A questão da homossexualidade é muito importante no filme, pois mostra duas realidades bem distintas: na Palestina e em Tel Aviv. Essa diferença é mesmo tão extrema ou o filme carrega nas tintas para envolver o público?
Tel Aviv é uma cidade muito liberal. No interior do país, em cidades menores, mais religiosas, a situação não é exatamente assim, mas em Tel Aviv a convivência é muito pacífica. É quase como se fosse uma das grandes cidades do Ocidente. Portanto, o retrato que faço dessa realidade não é nenhum exagero. Em Ramala, no lado Palestino, não é muito diferente, apesar de não ser igual. Digamos que em Ramala a situação é relativamente melhor do que no resto da Palestina. É uma cidade mais ocidentalizada, e com certeza muito melhor de se viver sendo gay do que em outras cidades menores, como Nablus, por exemplo. Mas, de qualquer forma, por melhor que possa ser a realidade, ainda assim se trata de um tabu. Nada é assumido, público. A primeira versão do roteiro de Além da Fronteira é de 2005, 2006, e desde então a situação por lá melhorou muito, mas ainda está longe de ser a ideal. Atualmente as coisas estão melhores porque temos tido menos conflitos, a região está relativamente pacificada, com menos distúrbios, e com isso há menos violência, a economia tem andado melhor, as pessoas se tratam de modo mais civilizado. Mas, ainda assim, é muito mais fechado na Palestina do que em Israel.

 

Nicholas Jacob, que interpreta o jovem Nimr, é um novato, em seu primeiro trabalho no cinema, enquanto que Michael Aloni, o namorado, é um conhecido astro em Israel, tendo trabalhado também no teatro e na televisão desde criança. Como foi feita a seleção dos protagonistas?

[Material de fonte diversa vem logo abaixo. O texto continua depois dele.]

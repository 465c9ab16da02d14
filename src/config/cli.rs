use std::path::PathBuf;

use clap::{Args, Parser, Subcommand, ValueHint, builder::BoolishValueParser};

/// Command-line arguments for the Tessera binary.
#[derive(Debug, Parser)]
#[command(name = "tessera", version, about = "Tessera settings and page store tool")]
pub struct CliArgs {
    /// Optional path to a configuration file.
    #[arg(
        long = "config-file",
        env = "TESSERA_CONFIG_FILE",
        value_name = "PATH",
        value_hint = ValueHint::FilePath,
        global = true
    )]
    pub config_file: Option<PathBuf>,

    #[command(flatten)]
    pub overrides: GlobalOverrides,

    #[command(subcommand)]
    pub command: Command,
}

#[derive(Debug, Args, Default, Clone)]
pub struct GlobalOverrides {
    /// Override the database connection URL.
    #[arg(long = "database-url", value_name = "URL", global = true)]
    pub database_url: Option<String>,

    /// Override the content language used to select pages.
    #[arg(long = "language", value_name = "CODE", global = true)]
    pub language: Option<String>,

    /// Override the base log level (trace|debug|info|warn|error).
    #[arg(long = "log-level", value_name = "LEVEL", global = true)]
    pub log_level: Option<String>,

    /// Toggle JSON logging.
    #[arg(
        long = "log-json",
        value_name = "BOOL",
        value_parser = BoolishValueParser::new(),
        global = true
    )]
    pub log_json: Option<bool>,

    /// Surface spam provider failures instead of treating them as "not spam".
    #[arg(
        long = "debug",
        value_name = "BOOL",
        num_args = 0..=1,
        default_missing_value = "true",
        value_parser = BoolishValueParser::new(),
        global = true
    )]
    pub debug: Option<bool>,
}

#[derive(Debug, Subcommand, Clone)]
pub enum Command {
    /// Read or write a single module setting.
    Setting(SettingArgs),
    /// Print every setting of one module.
    Settings(ModuleArgs),
    /// Print an assembled page as JSON.
    Page(PageArgs),
    /// Classify a piece of user content with the spam provider.
    #[command(name = "spam-check")]
    SpamCheck(SpamCheckArgs),
}

#[derive(Debug, Args, Clone)]
pub struct SettingArgs {
    #[command(subcommand)]
    pub command: SettingCommand,
}

#[derive(Debug, Subcommand, Clone)]
pub enum SettingCommand {
    /// Read a setting, storing the default when it is missing.
    Get(SettingGetArgs),
    /// Write a setting.
    Set(SettingSetArgs),
}

#[derive(Debug, Args, Clone)]
pub struct SettingGetArgs {
    pub module: String,
    pub name: String,

    /// JSON value stored and returned when the setting does not exist.
    #[arg(long, value_name = "JSON", default_value = "null")]
    pub default: String,
}

#[derive(Debug, Args, Clone)]
pub struct SettingSetArgs {
    pub module: String,
    pub name: String,

    /// JSON value to store.
    #[arg(value_name = "JSON")]
    pub value: String,
}

#[derive(Debug, Args, Clone)]
pub struct ModuleArgs {
    pub module: String,
}

#[derive(Debug, Args, Clone)]
pub struct PageArgs {
    /// Numeric page identifier.
    #[arg(value_name = "ID")]
    pub id: String,
}

#[derive(Debug, Args, Clone)]
pub struct SpamCheckArgs {
    #[arg(long)]
    pub content: String,

    #[arg(long, value_hint = ValueHint::Url)]
    pub permalink: String,

    #[arg(long)]
    pub author: Option<String>,

    #[arg(long)]
    pub email: Option<String>,

    #[arg(long, value_hint = ValueHint::Url)]
    pub url: Option<String>,

    /// comment, trackback, pingback, registration or a custom type.
    #[arg(long, default_value = "comment")]
    pub kind: String,

    #[arg(long = "user-ip", value_name = "IP")]
    pub user_ip: Option<String>,

    #[arg(long = "user-agent", value_name = "AGENT")]
    pub user_agent: Option<String>,
}
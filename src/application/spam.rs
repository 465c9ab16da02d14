//! Spam classification of user-submitted content.

use std::{convert::Infallible, str::FromStr, sync::Arc};

use async_trait::async_trait;
use serde_json::Value;
use thiserror::Error;
use tracing::{debug, warn};

use crate::application::settings::{ModuleSettingsCache, SettingsError};

pub const SPAM_KEY_MODULE: &str = "core";
pub const SPAM_KEY_SETTING: &str = "akismet_key";

#[derive(Debug, Error)]
pub enum SpamError {
    #[error("spam provider request failed: {0}")]
    Http(String),
    #[error("spam provider returned an unexpected response: {0}")]
    UnexpectedResponse(String),
    #[error(transparent)]
    Settings(#[from] SettingsError),
}

/// What kind of submission is being checked.
#[derive(Debug, Clone, Default, PartialEq, Eq)]
pub enum CommentKind {
    #[default]
    Comment,
    Trackback,
    Pingback,
    Registration,
    Blank,
    Other(String),
}

impl CommentKind {
    pub fn as_str(&self) -> &str {
        match self {
            CommentKind::Comment => "comment",
            CommentKind::Trackback => "trackback",
            CommentKind::Pingback => "pingback",
            CommentKind::Registration => "registration",
            CommentKind::Blank => "",
            CommentKind::Other(value) => value,
        }
    }
}

impl FromStr for CommentKind {
    type Err = Infallible;

    fn from_str(value: &str) -> Result<Self, Self::Err> {
        Ok(match value.trim() {
            "" => CommentKind::Blank,
            "comment" => CommentKind::Comment,
            "trackback" => CommentKind::Trackback,
            "pingback" => CommentKind::Pingback,
            "registration" => CommentKind::Registration,
            other => CommentKind::Other(other.to_string()),
        })
    }
}

#[derive(Debug, Clone, Default)]
pub struct SpamCandidate {
    pub content: String,
    pub permalink: String,
    pub author: Option<String>,
    pub email: Option<String>,
    pub url: Option<String>,
    pub kind: CommentKind,
    pub user_ip: Option<String>,
    pub user_agent: Option<String>,
}

/// Remote classifier contract.
#[async_trait]
pub trait SpamClassifier: Send + Sync {
    async fn classify(&self, api_key: &str, candidate: &SpamCandidate) -> Result<bool, SpamError>;
}

#[derive(Clone)]
pub struct SpamCheckService {
    settings: ModuleSettingsCache,
    classifier: Arc<dyn SpamClassifier>,
    surface_errors: bool,
}

impl SpamCheckService {
    /// `surface_errors` returns classifier failures instead of treating them as "not spam".
    pub fn new(
        settings: ModuleSettingsCache,
        classifier: Arc<dyn SpamClassifier>,
        surface_errors: bool,
    ) -> Self {
        Self {
            settings,
            classifier,
            surface_errors,
        }
    }

    pub async fn is_spam(&self, candidate: &SpamCandidate) -> Result<bool, SpamError> {
        let key = self
            .settings
            .get_setting(SPAM_KEY_MODULE, SPAM_KEY_SETTING, Value::String(String::new()))
            .await?;

        let key = match &key {
            Value::String(key) => key.trim(),
            _ => "",
        };
        if key.is_empty() {
            debug!("no spam provider key configured");
            return Ok(false);
        }

        match self.classifier.classify(key, candidate).await {
            Ok(verdict) => Ok(verdict),
            Err(err) if self.surface_errors => Err(err),
            Err(err) => {
                warn!(error = %err, permalink = %candidate.permalink, "spam check failed; assuming not spam");
                Ok(false)
            }
        }
    }
}

#[cfg(test)]
mod tests {
    use super::*;
    use serde_json::json;
    use std::sync::{
        Mutex,
        atomic::{AtomicUsize, Ordering},
    };

    use crate::application::repos::{BulkLoadScope, RepoError, SettingRow, SettingsRepo};

    #[derive(Default)]
    struct MemorySettingsRepo {
        rows: Mutex<Vec<SettingRow>>,
    }

    #[async_trait]
    impl SettingsRepo for MemorySettingsRepo {
        async fn load_settings(&self, _scope: BulkLoadScope) -> Result<Vec<SettingRow>, RepoError> {
            Ok(self.rows.lock().unwrap().clone())
        }

        async fn upsert_setting(
            &self,
            module: &str,
            name: &str,
            value: &str,
        ) -> Result<(), RepoError> {
            let mut rows = self.rows.lock().unwrap();
            rows.retain(|row| !(row.module == module && row.name == name));
            rows.push(SettingRow {
                module: module.to_string(),
                name: name.to_string(),
                value: value.to_string(),
            });
            Ok(())
        }
    }

    struct ScriptedClassifier {
        verdict: Result<bool, &'static str>,
        calls: AtomicUsize,
        keys: Mutex<Vec<String>>,
    }

    impl ScriptedClassifier {
        fn new(verdict: Result<bool, &'static str>) -> Arc<Self> {
            Arc::new(Self {
                verdict,
                calls: AtomicUsize::new(0),
                keys: Mutex::new(Vec::new()),
            })
        }
    }

    #[async_trait]
    impl SpamClassifier for ScriptedClassifier {
        async fn classify(
            &self,
            api_key: &str,
            _candidate: &SpamCandidate,
        ) -> Result<bool, SpamError> {
            self.calls.fetch_add(1, Ordering::SeqCst);
            self.keys.lock().unwrap().push(api_key.to_string());
            self.verdict
                .map_err(|message| SpamError::Http(message.to_string()))
        }
    }

    fn candidate() -> SpamCandidate {
        SpamCandidate {
            content: "cheap watches".into(),
            permalink: "https://example.com/blog/hello".into(),
            author: Some("viagra-test-123".into()),
            ..Default::default()
        }
    }

    async fn settings_with_key(key: Option<&str>) -> ModuleSettingsCache {
        let cache = ModuleSettingsCache::new(Arc::new(MemorySettingsRepo::default()));
        if let Some(key) = key {
            cache
                .set_setting(SPAM_KEY_MODULE, SPAM_KEY_SETTING, json!(key))
                .await
                .expect("seed key");
        }
        cache
    }

    #[tokio::test]
    async fn blank_key_skips_provider() {
        let classifier = ScriptedClassifier::new(Ok(true));
        let settings = settings_with_key(None).await;
        let service = SpamCheckService::new(settings.clone(), classifier.clone(), true);

        let verdict = service.is_spam(&candidate()).await.expect("verdict");

        assert!(!verdict);
        assert_eq!(classifier.calls.load(Ordering::SeqCst), 0);
        let core = settings.get_module_settings("core").await.expect("core");
        assert_eq!(core.get(SPAM_KEY_SETTING), Some(&json!("")));
    }

    #[tokio::test]
    async fn provider_verdict_is_returned() {
        let classifier = ScriptedClassifier::new(Ok(true));
        let service =
            SpamCheckService::new(settings_with_key(Some("abc123")).await, classifier.clone(), false);

        assert!(service.is_spam(&candidate()).await.expect("verdict"));
        assert_eq!(classifier.keys.lock().unwrap().as_slice(), &["abc123".to_string()]);
    }

    #[tokio::test]
    async fn provider_failure_is_not_spam_outside_debug() {
        let classifier = ScriptedClassifier::new(Err("connection refused"));
        let service =
            SpamCheckService::new(settings_with_key(Some("abc123")).await, classifier, false);

        assert!(!service.is_spam(&candidate()).await.expect("swallowed"));
    }

    #[tokio::test]
    async fn provider_failure_surfaces_in_debug() {
        let classifier = ScriptedClassifier::new(Err("connection refused"));
        let service =
            SpamCheckService::new(settings_with_key(Some("abc123")).await, classifier, true);

        let err = service.is_spam(&candidate()).await.expect_err("surfaced");
        assert!(matches!(err, SpamError::Http(_)));
    }

    #[test]
    fn comment_kinds_parse() {
        assert_eq!("pingback".parse::<CommentKind>(), Ok(CommentKind::Pingback));
        assert_eq!("".parse::<CommentKind>(), Ok(CommentKind::Blank));
        assert_eq!(
            "contact_form".parse::<CommentKind>(),
            Ok(CommentKind::Other("contact_form".into()))
        );
        assert_eq!(CommentKind::default().as_str(), "comment");
    }
}
//! Query-string helpers.

use url::form_urlencoded::Serializer;

/// Append form-encoded `params` to `url`.
///
/// An empty parameter list returns the url unchanged. Otherwise the encoded
/// pairs are joined with `&` and attached with `&` when the url already has a
/// query, or `?` when it does not.
pub fn add_url_parameters<I, K, V>(url: &str, params: I) -> String
where
    I: IntoIterator<Item = (K, V)>,
    K: AsRef<str>,
    V: AsRef<str>,
{
    let mut query = Serializer::new(String::new());
    let mut appended = false;
    for (key, value) in params {
        query.append_pair(key.as_ref(), value.as_ref());
        appended = true;
    }
    if !appended {
        return url.to_string();
    }

    let separator = if url.contains('?') { '&' } else { '?' };
    format!("{url}{separator}{}", query.finish())
}

#[cfg(test)]
mod tests {
    use super::*;

    const NO_PARAMS: [(&str, &str); 0] = [];

    #[test]
    fn empty_parameters_leave_url_unchanged() {
        assert_eq!(add_url_parameters("http://x/y", NO_PARAMS), "http://x/y");
    }

    #[test]
    fn first_parameter_starts_query() {
        assert_eq!(add_url_parameters("http://x/y", [("a", "1")]), "http://x/y?a=1");
    }

    #[test]
    fn existing_query_is_extended() {
        assert_eq!(
            add_url_parameters("http://x/y?b=2", [("a", "1")]),
            "http://x/y?b=2&a=1"
        );
    }

    #[test]
    fn reserved_characters_are_encoded() {
        let url = add_url_parameters(
            "/search",
            vec![("q".to_string(), "rust & go".to_string()), ("page".into(), "2".into())],
        );
        assert_eq!(url, "/search?q=rust+%26+go&page=2");
    }
}
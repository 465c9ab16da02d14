//! Postgres-backed repository implementations.

mod pages;
mod settings;
mod util;

pub use util::map_sqlx_error;

use std::{str::FromStr, sync::Arc};

use sqlx::{
    Executor,
    postgres::{PgConnectOptions, PgPool, PgPoolOptions},
    query,
};
use tokio::sync::OnceCell;
use tracing::info;

use crate::config::{DatabaseSettings, DatabaseTarget};
use crate::infra::error::InfraError;

/// Run on every new physical connection.
const SESSION_INIT_SQL: &str = "SET client_encoding = 'UTF8'; SET TIME ZONE 'UTC';";

#[derive(Clone)]
pub struct PostgresRepositories {
    pool: Arc<PgPool>,
}

impl PostgresRepositories {
    pub fn new(pool: PgPool) -> Self {
        Self {
            pool: Arc::new(pool),
        }
    }

    pub fn pool(&self) -> &PgPool {
        &self.pool
    }

    pub async fn connect(
        options: PgConnectOptions,
        max_connections: u32,
    ) -> Result<PgPool, sqlx::Error> {
        PgPoolOptions::new()
            .max_connections(max_connections)
            .after_connect(|conn, _meta| {
                Box::pin(async move {
                    conn.execute(SESSION_INIT_SQL).await?;
                    Ok(())
                })
            })
            .connect_with(options)
            .await
    }

    pub async fn health_check(&self) -> Result<(), sqlx::Error> {
        query("SELECT 1").execute(self.pool()).await.map(|_| ())
    }
}

/// Lazily connected, process-wide handle to the store.
///
/// The pool is opened on the first call to [`StoreAccessor::get`] and reused
/// afterwards. A failed attempt leaves the accessor empty so the next call
/// tries again.
pub struct StoreAccessor {
    options: PgConnectOptions,
    max_connections: u32,
    repositories: OnceCell<PostgresRepositories>,
}

impl StoreAccessor {
    pub fn new(settings: &DatabaseSettings) -> Result<Self, InfraError> {
        Ok(Self {
            options: connect_options(&settings.target)?,
            max_connections: settings.max_connections.get(),
            repositories: OnceCell::new(),
        })
    }

    pub async fn get(&self) -> Result<&PostgresRepositories, InfraError> {
        self.repositories
            .get_or_try_init(|| async {
                info!(
                    host = self.options.get_host(),
                    database = self.options.get_database().unwrap_or_default(),
                    "opening store connection"
                );
                let pool = PostgresRepositories::connect(self.options.clone(), self.max_connections)
                    .await
                    .map_err(|err| {
                        InfraError::store_unavailable(format!("failed to connect: {err}"))
                    })?;
                Ok(PostgresRepositories::new(pool))
            })
            .await
    }

    /// Repositories for read queries.
    pub async fn reader(&self) -> Result<&PostgresRepositories, InfraError> {
        self.get().await
    }

    /// Repositories for writes. Shares the read pool until the two are split.
    pub async fn writer(&self) -> Result<&PostgresRepositories, InfraError> {
        self.get().await
    }

    pub fn is_connected(&self) -> bool {
        self.repositories.initialized()
    }
}

fn connect_options(target: &DatabaseTarget) -> Result<PgConnectOptions, InfraError> {
    match target {
        DatabaseTarget::Url(url) => PgConnectOptions::from_str(url)
            .map_err(|err| InfraError::configuration(format!("invalid database url: {err}"))),
        DatabaseTarget::Parts {
            host,
            port,
            username,
            password,
            name,
        } => {
            let mut options = PgConnectOptions::new()
                .host(host)
                .port(*port)
                .username(username)
                .database(name);
            if let Some(password) = password {
                options = options.password(password);
            }
            Ok(options)
        }
    }
}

Michael Aloni foi uma incrível surpresa, foi muito bom ter trabalhado com ele. Realmente, ele é um grande astro em Israel, já foi indicado ao prêmio da Academia de Cinema Israelense, o Oscar local, fez diversos trabalhos no cinema, no teatro e na televisão. Meu receio é que fosse apenas um rostinho bonito, um galã sem conteúdo, e foi muito bom descobrir que além de bonito e talentoso, é também muito trabalhador. Ele chegou no filme cheio de questões, muito interessado, realmente querendo colaborar. Já o Nicholas foi mais difícil, pois esse é, de fato, o primeiro trabalho dele como ator. Estávamos indecisos entre outros dois candidatos, quando quem o recomendou foi a própria namorada dele – os dois atores são héteros, à propósito. Ela veio até nós fazer um teste para um outro papel no filme, e quando soube que ainda estávamos indecisos quanto ao protagonista, o indicou. “Sabe, meu namorado seria perfeito para esse personagem”, disse. Ficamos curiosos, até pela atitude dela, e o chamamos. O teste dele nos convenceu de imediato, mas definitivo foi quando colocamos Michael e Nicholas juntos, lado a lado, e percebemos a incrível química que existe entre os dois. Demos muita sorte, mas também tivemos muito trabalho, muitos ensaios, explicando os personagens a fundo, tudo para tornar a atuação deles a mais natural possível.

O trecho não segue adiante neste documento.